Preparation Time 10 minutes
Cooking Time 75 minutes
Jack Purcell 1½ kg lamb leg
5 cloves garlic, peeled and thickly sliced
¼ cup sweet chilli sauce
¼ cup mint jelly
¼ cup water
roast potatoes and steamed Asian greens to serve
- Preheat oven to 180ºC. Pierce flesh of lamb with a small, sharp knife and insert slices of garlic. Place the lamb in a roasting dish.
- Roast lamb for 60 minutes for rare, 75 minutes for medium or 90 minutes for well done. For ease and accuracy use a meat thermometer.
- Combine sweet chilli sauce, mint jelly and water in a pan and heat until melted and syrupy.
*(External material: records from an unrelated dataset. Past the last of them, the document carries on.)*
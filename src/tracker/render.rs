//! Plain-text rendering of a [`StatusView`] for terminals and logs.

use crate::tracker::steps::StepMarker;
use crate::tracker::view::{Outcome, StatusView, StepDetail};
use std::fmt;

const BAR_WIDTH: usize = 20;

pub fn marker_glyph(marker: StepMarker) -> &'static str {
    match marker {
        StepMarker::Success => "✓",
        StepMarker::InProgress => "⟳",
        StepMarker::Error => "✗",
        StepMarker::NotStarted => "○",
    }
}

pub fn progress_bar(percent: f64) -> String {
    let filled = ((percent.clamp(0.0, 100.0) / 100.0) * BAR_WIDTH as f64).round() as usize;
    format!("[{}{}]", "#".repeat(filled), ".".repeat(BAR_WIDTH - filled))
}

/// Render the view as multi-line text.
pub fn render_text(view: &StatusView) -> String {
    view.to_string()
}

impl fmt::Display for StatusView {
    fn fmt(&self, f: &mut fmt::Formatter<'_>) -> fmt::Result {
        writeln!(f, "Transfer Status")?;
        writeln!(f, "  Amount: {}", self.summary.amount)?;
        writeln!(f, "  From:   {}", self.summary.from)?;
        writeln!(f, "  To:     {}", self.summary.to)?;
        writeln!(f)?;

        for step in &self.steps {
            writeln!(f, "  {} {}", marker_glyph(step.marker), step.label)?;
            match &step.detail {
                Some(StepDetail::InProgress) => writeln!(f, "      In progress...")?,
                Some(StepDetail::Bridging(p)) => {
                    writeln!(f, "      Processing cross-chain transfer...")?;
                    writeln!(
                        f,
                        "      {} / {} {} {:.0}%",
                        p.elapsed_label,
                        p.target_label,
                        progress_bar(p.percent),
                        p.percent
                    )?;
                }
                Some(StepDetail::Failed { message }) => writeln!(f, "      {}", message)?,
                None => {}
            }
        }

        for link in [&self.tx_link, &self.ccip_link].into_iter().flatten() {
            writeln!(f)?;
            writeln!(f, "  {}: {}", link.label, link.display)?;
            writeln!(f, "    {}: {}", link.action, link.href)?;
        }
        if let Some(notice) = self.bridging_notice {
            writeln!(f, "    {}", notice)?;
        }

        match &self.outcome {
            Some(Outcome::Completed { headline, detail }) => {
                writeln!(f)?;
                writeln!(f, "  {} {}", marker_glyph(StepMarker::Success), headline)?;
                writeln!(f, "    {}", detail)?;
            }
            Some(Outcome::Failed { headline, message }) => {
                writeln!(f)?;
                writeln!(f, "  {} {}", marker_glyph(StepMarker::Error), headline)?;
                writeln!(f, "    {}", message)?;
            }
            None => {}
        }
        Ok(())
    }
}

#[cfg(test)]
mod tests {
    use super::*;
    use crate::blockchain::bridge::{TransferState, TransferStatus};
    use crate::blockchain::registry::{ChainRegistry, BASE_SEPOLIA, SEPOLIA};
    use crate::core::config::TrackerConfig;
    use crate::tracker::TransferTracker;
    use chrono::Utc;

    #[test]
    fn bar_fills_proportionally() {
        assert_eq!(progress_bar(0.0), format!("[{}]", ".".repeat(20)));
        assert_eq!(progress_bar(50.0), format!("[{}{}]", "#".repeat(10), ".".repeat(10)));
        assert_eq!(progress_bar(95.0), format!("[{}.]", "#".repeat(19)));
    }

    #[test]
    fn failed_view_renders_marker_and_error_block() {
        let mut tracker = TransferTracker::new(
            &ChainRegistry::testnet(),
            &TrackerConfig::default(),
            SEPOLIA,
            BASE_SEPOLIA,
            "3",
        )
        .unwrap();
        tracker.observe(
            TransferState {
                status: TransferStatus::Failed,
                current_step: 1,
                error: Some("Insufficient gas".to_string()),
                ..TransferState::default()
            },
            Utc::now(),
        );
        let text = render_text(&tracker.view());
        assert!(text.starts_with("Transfer Status\n  Amount: 3 USDC\n"));
        assert!(text.contains("  ✓ Approve USDC\n"));
        assert!(text.contains("  ✗ Initiate Transfer\n      Insufficient gas\n"));
        assert!(text.contains("  ✗ Transfer Failed\n    Insufficient gas\n"));
        assert!(text.contains("  ○ Auto-Deposit to Yield\n"));
    }
}
//! Caller-controlled selection menu.
//!
//! Entries are plain data; the caller owns the open flag and acts on the
//! value returned by [`Menu::select`].

use crate::blockchain::registry::ChainRegistry;
use crate::core::errors::TrackerError;

#[derive(Debug, Clone, PartialEq)]
pub struct MenuEntry<T> {
    pub label: String,
    pub value: T,
    pub disabled: bool,
}

impl<T> MenuEntry<T> {
    pub fn new(label: impl Into<String>, value: T) -> Self {
        Self { label: label.into(), value, disabled: false }
    }

    pub fn disabled(mut self, disabled: bool) -> Self {
        self.disabled = disabled;
        self
    }
}

#[derive(Debug, Clone, PartialEq)]
pub struct Menu<T> {
    entries: Vec<MenuEntry<T>>,
    open: bool,
}

impl<T> Menu<T> {
    pub fn new(entries: Vec<MenuEntry<T>>, open: bool) -> Self {
        Self { entries, open }
    }

    pub fn is_open(&self) -> bool {
        self.open
    }

    pub fn set_open(&mut self, open: bool) {
        self.open = open;
    }

    pub fn entries(&self) -> &[MenuEntry<T>] {
        &self.entries
    }

    /// Value of entry `index`. Fails when the menu is closed, the index is out
    /// of range, or the entry is disabled.
    pub fn select(&self, index: usize) -> Result<&T, TrackerError> {
        if !self.open {
            return Err(TrackerError::SelectionError("menu is closed".to_string()));
        }
        let entry = self.entries.get(index).ok_or_else(|| {
            TrackerError::SelectionError(format!(
                "no entry {} (menu has {})",
                index,
                self.entries.len()
            ))
        })?;
        if entry.disabled {
            return Err(TrackerError::SelectionError(format!("{} is disabled", entry.label)));
        }
        Ok(&entry.value)
    }

    /// One line per entry; disabled entries are bracketed. Empty when closed.
    pub fn render_lines(&self) -> Vec<String> {
        if !self.open {
            return Vec::new();
        }
        self.entries
            .iter()
            .enumerate()
            .map(|(i, e)| {
                if e.disabled {
                    format!("  {}) ({}) unavailable", i + 1, e.label)
                } else {
                    format!("  {}) {}", i + 1, e.label)
                }
            })
            .collect()
    }
}

/// Destination choices for a transfer leaving `from`: the source chain and
/// chains without a supported route are disabled.
pub fn destination_menu(registry: &ChainRegistry, from: u64) -> Menu<u64> {
    let entries = registry
        .chains()
        .map(|chain| {
            MenuEntry::new(chain.name.clone(), chain.chain_id)
                .disabled(!registry.is_route_supported(from, chain.chain_id))
        })
        .collect();
    Menu::new(entries, true)
}

#[cfg(test)]
mod tests {
    use super::*;
    use crate::blockchain::registry::{ARBITRUM_SEPOLIA, BASE_SEPOLIA, SEPOLIA};

    #[test]
    fn closed_menu_refuses_selection() {
        let mut menu = Menu::new(vec![MenuEntry::new("a", 1)], false);
        assert!(menu.select(0).is_err());
        assert!(menu.render_lines().is_empty());
        menu.set_open(true);
        assert_eq!(menu.select(0).unwrap(), &1);
    }

    #[test]
    fn destination_menu_disables_source() {
        let registry = ChainRegistry::testnet();
        let menu = destination_menu(&registry, SEPOLIA);
        let disabled: Vec<u64> =
            menu.entries().iter().filter(|e| e.disabled).map(|e| e.value).collect();
        assert_eq!(disabled, vec![SEPOLIA]);
        let sepolia_index = menu.entries().iter().position(|e| e.value == SEPOLIA).unwrap();
        assert!(menu.select(sepolia_index).is_err());
        let base_index = menu.entries().iter().position(|e| e.value == BASE_SEPOLIA).unwrap();
        assert_eq!(menu.select(base_index).unwrap(), &BASE_SEPOLIA);
        assert!(menu.entries().iter().any(|e| e.value == ARBITRUM_SEPOLIA && !e.disabled));
    }
}
// src/lib.rs

pub mod blockchain;
pub mod cli;
pub mod core;
pub mod monitoring;
pub mod tracker;
// src/blockchain/bridge/mod.rs

pub mod relay;
pub mod transfer;

use crate::core::errors::TrackerError;
use serde::{Deserialize, Serialize};
use std::fmt;

/// The fixed, ordered phases of an auto-deposit transfer.
pub const TRANSFER_STEPS: [&str; 4] =
    ["Approve USDC", "Initiate Transfer", "Cross-Chain Bridge", "Auto-Deposit to Yield"];

pub const TOTAL_STEPS: usize = TRANSFER_STEPS.len();

/// Index of the step relayed by CCIP.
pub const BRIDGE_STEP: usize = 2;

pub const GENERIC_FAILURE_MESSAGE: &str = "An unexpected error occurred during transfer.";

/// Phase of a cross-chain transfer as reported by the orchestrator.
#[derive(Debug, Clone, Copy, Default, Serialize, Deserialize, PartialEq, Eq, Hash)]
#[serde(rename_all = "lowercase")]
pub enum TransferStatus {
    #[default]
    Idle,
    Pending,
    Confirming,
    Bridging,
    Depositing,
    Completed,
    Failed,
}

impl TransferStatus {
    pub fn is_terminal(self) -> bool {
        matches!(self, TransferStatus::Completed | TransferStatus::Failed)
    }

    pub fn as_str(self) -> &'static str {
        match self {
            TransferStatus::Idle => "idle",
            TransferStatus::Pending => "pending",
            TransferStatus::Confirming => "confirming",
            TransferStatus::Bridging => "bridging",
            TransferStatus::Depositing => "depositing",
            TransferStatus::Completed => "completed",
            TransferStatus::Failed => "failed",
        }
    }
}

impl fmt::Display for TransferStatus {
    fn fmt(&self, f: &mut fmt::Formatter<'_>) -> fmt::Result {
        f.write_str(self.as_str())
    }
}

/// Snapshot of one transfer attempt, produced by the orchestrator.
#[derive(Debug, Clone, Serialize, Deserialize, PartialEq)]
#[serde(rename_all = "camelCase")]
pub struct TransferState {
    pub status: TransferStatus,
    #[serde(default)]
    pub current_step: usize,
    #[serde(default = "default_total_steps")]
    pub total_steps: usize,
    #[serde(default, skip_serializing_if = "Option::is_none")]
    pub tx_hash: Option<String>,
    #[serde(default, skip_serializing_if = "Option::is_none")]
    pub ccip_message_id: Option<String>,
    #[serde(default, skip_serializing_if = "Option::is_none")]
    pub error: Option<String>,
    #[serde(default, skip_serializing_if = "Option::is_none")]
    pub message: Option<String>,
    #[serde(default)]
    pub is_transaction_confirmed: bool,
}

fn default_total_steps() -> usize {
    TOTAL_STEPS
}

impl Default for TransferState {
    fn default() -> Self {
        Self {
            status: TransferStatus::Idle,
            current_step: 0,
            total_steps: TOTAL_STEPS,
            tx_hash: None,
            ccip_message_id: None,
            error: None,
            message: None,
            is_transaction_confirmed: false,
        }
    }
}

impl TransferState {
    /// Checks the per-snapshot invariants. Cross-snapshot rules (monotonic
    /// step, sticky message id) are enforced by the transitions in
    /// [`transfer`] and tolerated by the tracker.
    pub fn validate(&self) -> Result<(), TrackerError> {
        if self.total_steps != TOTAL_STEPS {
            return Err(TrackerError::InvalidState(format!(
                "total_steps must be {}, got {}",
                TOTAL_STEPS, self.total_steps
            )));
        }
        if self.current_step > self.total_steps {
            return Err(TrackerError::InvalidState(format!(
                "current_step {} exceeds total_steps {}",
                self.current_step, self.total_steps
            )));
        }
        match (self.status, self.error.is_some()) {
            (TransferStatus::Failed, false) => {
                Err(TrackerError::InvalidState("failed transfer carries no error".to_string()))
            }
            (status, true) if status != TransferStatus::Failed => Err(TrackerError::InvalidState(
                format!("error set while status is {}", status),
            )),
            _ => Ok(()),
        }
    }

    /// `current_step` clamped into `[0, total_steps]`.
    pub fn clamped_step(&self) -> usize {
        self.current_step.min(TOTAL_STEPS)
    }

    /// All three conditions that mark the start of the CCIP relay.
    pub fn bridge_started(&self) -> bool {
        self.is_transaction_confirmed
            && self.ccip_message_id.is_some()
            && self.status == TransferStatus::Bridging
    }
}

/// The single failure kind surfaced to users.
#[derive(Debug, Clone, Default, PartialEq, Eq)]
pub struct TransferFailure {
    pub message: Option<String>,
}

impl TransferFailure {
    pub fn from_state(state: &TransferState) -> Option<Self> {
        (state.status == TransferStatus::Failed)
            .then(|| TransferFailure { message: state.error.clone() })
    }

    /// The supplied message, or the generic fallback when none (or a blank one) was given.
    pub fn display_message(&self) -> &str {
        match self.message.as_deref() {
            Some(m) if !m.trim().is_empty() => m,
            _ => GENERIC_FAILURE_MESSAGE,
        }
    }
}

impl fmt::Display for TransferFailure {
    fn fmt(&self, f: &mut fmt::Formatter<'_>) -> fmt::Result {
        write!(f, "Transfer failed: {}", self.display_message())
    }
}

#[cfg(test)]
mod tests;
Reserve ¼ cup of the mixture. Use remaining mixture to baste the lamb (twice) during last 30 minutes of cooking.
- Remove lamb from oven, loosely cover with foil and rest for 15 minutes before carving. Drizzle lamb with the reserved chilli mint sauce and serve with roasted potatoes and steamed Asian greens..
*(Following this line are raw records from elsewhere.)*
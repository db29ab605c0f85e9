//! Render model of the status display. Pure data, no I/O.

use crate::blockchain::bridge::{
    TransferFailure, TransferState, TransferStatus, BRIDGE_STEP, TRANSFER_STEPS,
};
use crate::blockchain::registry::Chain;
use crate::core::config::TimingConfig;
use crate::tracker::progress::{truncate_identifier, BridgeProgress};
use crate::tracker::steps::{step_states, StepMarker, StepState};
use crate::tracker::timer::BridgeTimer;
use serde::Serialize;

pub const BRIDGING_NOTICE: &str =
    "Cross-chain transfer in progress - This typically takes 15-20 minutes";
pub const COMPLETED_HEADLINE: &str = "Transfer Complete!";
pub const COMPLETED_DETAIL: &str =
    "Your USDC has been successfully transferred and deposited into yield farming.";
pub const FAILED_HEADLINE: &str = "Transfer Failed";

#[derive(Debug, Clone, Serialize, PartialEq)]
pub struct SummaryView {
    pub amount: String,
    pub from: String,
    pub to: String,
}

#[derive(Debug, Clone, Serialize, PartialEq)]
#[serde(tag = "kind", rename_all = "snake_case")]
pub enum StepDetail {
    InProgress,
    Bridging(BridgeProgress),
    Failed { message: String },
}

#[derive(Debug, Clone, Serialize, PartialEq)]
pub struct StepView {
    pub index: usize,
    pub label: &'static str,
    pub state: StepState,
    pub marker: StepMarker,
    pub detail: Option<StepDetail>,
}

/// Outbound link; `display` is the shortened identifier, `href` uses the full one.
#[derive(Debug, Clone, Serialize, PartialEq)]
pub struct ExplorerLink {
    pub label: &'static str,
    pub action: &'static str,
    pub href: String,
    pub display: String,
}

#[derive(Debug, Clone, Serialize, PartialEq)]
#[serde(tag = "kind", rename_all = "snake_case")]
pub enum Outcome {
    Completed { headline: &'static str, detail: &'static str },
    Failed { headline: &'static str, message: String },
}

#[derive(Debug, Clone, Serialize, PartialEq)]
pub struct StatusView {
    pub status: TransferStatus,
    pub summary: SummaryView,
    pub steps: Vec<StepView>,
    pub tx_link: Option<ExplorerLink>,
    pub ccip_link: Option<ExplorerLink>,
    pub bridging_notice: Option<&'static str>,
    pub outcome: Option<Outcome>,
}

/// Inputs needed to build a [`StatusView`] besides the state itself.
pub struct ViewContext<'a> {
    pub from: &'a Chain,
    pub to: &'a Chain,
    pub amount: &'a str,
    pub timing: &'a TimingConfig,
    pub ccip_base_url: &'a str,
}

impl StatusView {
    pub fn build(ctx: &ViewContext<'_>, state: &TransferState, timer: &BridgeTimer) -> Self {
        let failure = TransferFailure::from_state(state);

        let steps = step_states(state)
            .iter()
            .enumerate()
            .map(|(index, &step)| {
                let detail = match step {
                    StepState::Active if index == BRIDGE_STEP && timer.started_at().is_some() => {
                        Some(StepDetail::Bridging(BridgeProgress::new(
                            timer.elapsed_secs(),
                            ctx.timing,
                        )))
                    }
                    StepState::Active => Some(StepDetail::InProgress),
                    StepState::Failed => Some(StepDetail::Failed {
                        message: failure
                            .as_ref()
                            .map(|f| f.display_message().to_string())
                            .unwrap_or_default(),
                    }),
                    StepState::Completed | StepState::Pending => None,
                };
                StepView { index, label: TRANSFER_STEPS[index], state: step, marker: step.marker(), detail }
            })
            .collect();

        let tx_link = state.tx_hash.as_deref().map(|hash| ExplorerLink {
            label: "Transaction Hash",
            action: "View",
            href: ctx.from.tx_url(hash),
            display: truncate_identifier(hash),
        });

        let ccip_link = state.ccip_message_id.as_deref().map(|id| ExplorerLink {
            label: "CCIP Message ID",
            action: "Track",
            href: format!("{}{}", ctx.ccip_base_url, id),
            display: truncate_identifier(id),
        });

        let bridging_notice = (state.ccip_message_id.is_some()
            && state.status == TransferStatus::Bridging)
            .then_some(BRIDGING_NOTICE);

        let outcome = match (state.status, failure) {
            (TransferStatus::Completed, _) => {
                Some(Outcome::Completed { headline: COMPLETED_HEADLINE, detail: COMPLETED_DETAIL })
            }
            (TransferStatus::Failed, Some(f)) => Some(Outcome::Failed {
                headline: FAILED_HEADLINE,
                message: f.display_message().to_string(),
            }),
            _ => None,
        };

        StatusView {
            status: state.status,
            summary: SummaryView {
                amount: format!("{} USDC", ctx.amount),
                from: ctx.from.name.clone(),
                to: ctx.to.name.clone(),
            },
            steps,
            tx_link,
            ccip_link,
            bridging_notice,
            outcome,
        }
    }

    pub fn active_step(&self) -> Option<&StepView> {
        self.steps.iter().find(|s| s.state == StepState::Active)
    }

    pub fn failed_step(&self) -> Option<&StepView> {
        self.steps.iter().find(|s| s.state == StepState::Failed)
    }
}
- Suggested roasting times per 500g for lamb: Lamb loin (boned and rolled), leg or shoulder (bone-in), easy carve leg or shoulder. Cook at 180ºC. Rare 20-25 min, Medium 25-30 min, Well done 30-35 min.
- Judging your roast’s degree of doneness using a meat thermometer. The internal temperature for: Rare – 55-60ºC, Medium rare – 60-65ºC, Medium – 65-70ºC, Medium well – 70-75ºC, Well done – 75ºC.
- You can also use tongs to test the roast’s doneness. Gently prod or squeeze the roast – rare is very soft, medium rare is soft, medium is springy but soft, medium well is firm and well done is very firm.
- Roasts need to rest for about 10 to 20 minutes before carving. This gives the juices in the meat a chance to redistribute, giving a moister and more tender result.